§ **Saved data entries**

○ ○ ○ ○ ○ ○ ○

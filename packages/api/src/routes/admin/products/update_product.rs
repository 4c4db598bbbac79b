use std::collections::{HashMap, HashSet};

use axum::{
    Extension, Json,
    extract::{Path, State},
};
use sea_orm::{
    ActiveModelTrait, ColumnTrait, EntityTrait, ModelTrait, PaginatorTrait, QueryFilter, Set,
    TransactionTrait,
};
use serde::Deserialize;
use utoipa::ToSchema;

use crate::{
    bad_request,
    entity::{category, order_item, product, product_size},
    error::ApiError,
    middleware::jwt::AppUser,
    not_found,
    routes::{
        admin::products::SizeQuantity,
        catalog::list_products::{ProductItem, load_product_items},
    },
    state::AppState,
};

/// All fields optional; omitted ones are left alone. When `sizes` is present
/// it is the complete desired variant set for the product.
#[derive(Debug, Deserialize, ToSchema)]
pub struct UpdateProductRequest {
    pub name: Option<String>,
    pub price: Option<f64>,
    pub category_id: Option<i32>,
    pub image: Option<String>,
    pub hide: Option<bool>,
    pub sizes: Option<Vec<SizeQuantity>>,
}

#[utoipa::path(
    patch,
    path = "/admin/products/{product_id}",
    tag = "admin",
    request_body = UpdateProductRequest,
    responses(
        (status = 200, description = "Updated product"),
        (status = 400, description = "Invalid field value"),
        (status = 404, description = "No such product"),
        (status = 409, description = "A removed size variant has order history")
    ),
    security(("bearer_auth" = []))
)]
#[tracing::instrument(name = "PATCH /admin/products/{product_id}", skip(state, user, req))]
pub async fn update_product(
    State(state): State<AppState>,
    Extension(user): Extension<AppUser>,
    Path(product_id): Path<i32>,
    Json(req): Json<UpdateProductRequest>,
) -> Result<Json<ProductItem>, ApiError> {
    user.require_staff()?;

    let existing = product::Entity::find_by_id(product_id)
        .one(&state.db)
        .await?
        .ok_or_else(|| not_found!("Product {} not found", product_id))?;

    let name = match req.name.as_deref().map(str::trim) {
        Some("") => return Err(bad_request!("Product name must not be empty")),
        Some(name) => Some(name.to_string()),
        None => None,
    };
    if let Some(price) = req.price {
        if !price.is_finite() || price <= 0.0 {
            return Err(bad_request!("Price must be a positive number"));
        }
    }
    if let Some(category_id) = req.category_id {
        if category::Entity::find_by_id(category_id)
            .one(&state.db)
            .await?
            .is_none()
        {
            return Err(bad_request!("Category {} not found", category_id));
        }
    }
    if let Some(sizes) = &req.sizes {
        if sizes.is_empty() {
            return Err(bad_request!("At least one size is required"));
        }
        let mut seen = HashSet::new();
        for entry in sizes {
            if entry.quantity < 0 {
                return Err(bad_request!("Stock quantities must not be negative"));
            }
            if !seen.insert(entry.size_id) {
                return Err(bad_request!("Duplicate size {} in request", entry.size_id));
            }
        }
    }

    let txn = state.db.begin().await?;

    let mut active: product::ActiveModel = existing.into();
    if let Some(name) = name {
        active.name = Set(name);
    }
    if let Some(price) = req.price {
        active.price = Set(price);
    }
    if let Some(category_id) = req.category_id {
        active.category_id = Set(category_id);
    }
    if let Some(image) = req.image {
        active.image = Set(Some(image).filter(|i| !i.trim().is_empty()));
    }
    if let Some(hide) = req.hide {
        active.hide = Set(hide);
    }
    let updated = active.update(&txn).await?;

    if let Some(desired) = req.sizes {
        sync_variants(&txn, product_id, &desired).await?;
    }

    txn.commit().await?;

    let mut items = load_product_items(&state.db, vec![updated]).await?;
    items
        .pop()
        .map(Json)
        .ok_or_else(|| ApiError::internal("Updated product vanished"))
}

/// Reconcile a product's variant rows with the desired set. Surviving rows
/// are updated in place so order items keep pointing at them; rows being
/// removed are refused when any order references them.
async fn sync_variants(
    txn: &sea_orm::DatabaseTransaction,
    product_id: i32,
    desired: &[SizeQuantity],
) -> Result<(), ApiError> {
    let current = product_size::Entity::find()
        .filter(product_size::Column::ProductId.eq(product_id))
        .all(txn)
        .await?;
    let mut by_size: HashMap<i32, product_size::Model> =
        current.into_iter().map(|v| (v.size_id, v)).collect();

    for entry in desired {
        match by_size.remove(&entry.size_id) {
            Some(variant) => {
                if variant.quantity != entry.quantity {
                    let mut active: product_size::ActiveModel = variant.into();
                    active.quantity = Set(entry.quantity);
                    active.update(txn).await?;
                }
            }
            None => {
                product_size::ActiveModel {
                    product_id: Set(product_id),
                    size_id: Set(entry.size_id),
                    quantity: Set(entry.quantity),
                    ..Default::default()
                }
                .insert(txn)
                .await?;
            }
        }
    }

    // Whatever is left in the map was not in the request and goes away.
    for (_, variant) in by_size {
        let referenced = order_item::Entity::find()
            .filter(order_item::Column::ProductSizeId.eq(variant.id))
            .count(txn)
            .await?;
        if referenced > 0 {
            return Err(ApiError::conflict(format!(
                "Size variant {} has order history and cannot be removed",
                variant.id
            )));
        }
        variant.delete(txn).await?;
    }

    Ok(())
}

#[cfg(test)]
mod tests {
    use chrono::Utc;
    use sea_orm::QueryOrder;

    use super::*;
    use crate::entity::{order, sea_orm_active_enums::OrderStatus};
    use crate::test_support;

    #[tokio::test]
    async fn sync_updates_survivors_and_drops_the_rest() {
        let db = test_support::setup_db().await;
        let seeded = test_support::seed_catalog(&db).await;

        let txn = db.begin().await.unwrap();
        sync_variants(
            &txn,
            seeded.product.id,
            &[SizeQuantity {
                size_id: seeded.size_m.id,
                quantity: 42,
            }],
        )
        .await
        .unwrap();
        txn.commit().await.unwrap();

        let variants = product_size::Entity::find()
            .filter(product_size::Column::ProductId.eq(seeded.product.id))
            .order_by_asc(product_size::Column::Id)
            .all(&db)
            .await
            .unwrap();
        assert_eq!(variants.len(), 1);
        // The surviving row keeps its id, only the quantity moved.
        assert_eq!(variants[0].id, seeded.variant_m.id);
        assert_eq!(variants[0].quantity, 42);
    }

    #[tokio::test]
    async fn variants_with_order_history_cannot_be_removed() {
        let db = test_support::setup_db().await;
        let seeded = test_support::seed_catalog(&db).await;
        let user = test_support::seed_user(&db, "alice", false).await;

        let now = Utc::now().naive_utc();
        let placed = order::ActiveModel {
            user_id: Set(user.id),
            receiver: Set("Alice".into()),
            phone: Set("0123456789".into()),
            address: Set("1 Main Street".into()),
            note: Set(None),
            total_amount: Set(19.99),
            status: Set(OrderStatus::Pending),
            created_at: Set(now),
            updated_at: Set(now),
            ..Default::default()
        }
        .insert(&db)
        .await
        .unwrap();
        order_item::ActiveModel {
            order_id: Set(placed.id),
            product_size_id: Set(seeded.variant_l.id),
            quantity: Set(1),
            price: Set(19.99),
            ..Default::default()
        }
        .insert(&db)
        .await
        .unwrap();

        let txn = db.begin().await.unwrap();
        let err = sync_variants(
            &txn,
            seeded.product.id,
            &[SizeQuantity {
                size_id: seeded.size_m.id,
                quantity: 10,
            }],
        )
        .await
        .unwrap_err();
        txn.rollback().await.unwrap();

        assert_eq!(err.status(), axum::http::StatusCode::CONFLICT);
        // Nothing was deleted.
        let remaining = product_size::Entity::find()
            .filter(product_size::Column::ProductId.eq(seeded.product.id))
            .count(&db)
            .await
            .unwrap();
        assert_eq!(remaining, 2);
    }

    #[tokio::test]
    async fn new_sizes_are_inserted_during_sync() {
        let db = test_support::setup_db().await;
        let seeded = test_support::seed_catalog(&db).await;

        let xl = crate::entity::size::ActiveModel {
            name: Set("XL".into()),
            ..Default::default()
        }
        .insert(&db)
        .await
        .unwrap();

        let txn = db.begin().await.unwrap();
        sync_variants(
            &txn,
            seeded.product.id,
            &[
                SizeQuantity {
                    size_id: seeded.size_m.id,
                    quantity: seeded.variant_m.quantity,
                },
                SizeQuantity {
                    size_id: seeded.size_l.id,
                    quantity: seeded.variant_l.quantity,
                },
                SizeQuantity {
                    size_id: xl.id,
                    quantity: 3,
                },
            ],
        )
        .await
        .unwrap();
        txn.commit().await.unwrap();

        let variants = product_size::Entity::find()
            .filter(product_size::Column::ProductId.eq(seeded.product.id))
            .all(&db)
            .await
            .unwrap();
        assert_eq!(variants.len(), 3);
        let added = variants.iter().find(|v| v.size_id == xl.id).unwrap();
        assert_eq!(added.quantity, 3);
    }
}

○ ○ ○ ○ ○ ○ ○

§ **Exercise directions**
Copy out the entries above exactly as given, starting at the top and ending with the line containing "use serde::Deserialize;"; include both and nothing more.

§ **Response box**
filename packages/api/src/routes/admin/products/update_product.rs
repository 4c4db598bbbac79b
use std::collections::{HashMap, HashSet};

use axum::{
    Extension, Json,
    extract::{Path, State},
};
use sea_orm::{
    ActiveModelTrait, ColumnTrait, EntityTrait, ModelTrait, PaginatorTrait, QueryFilter, Set,
    TransactionTrait,
};
use serde::Deserialize;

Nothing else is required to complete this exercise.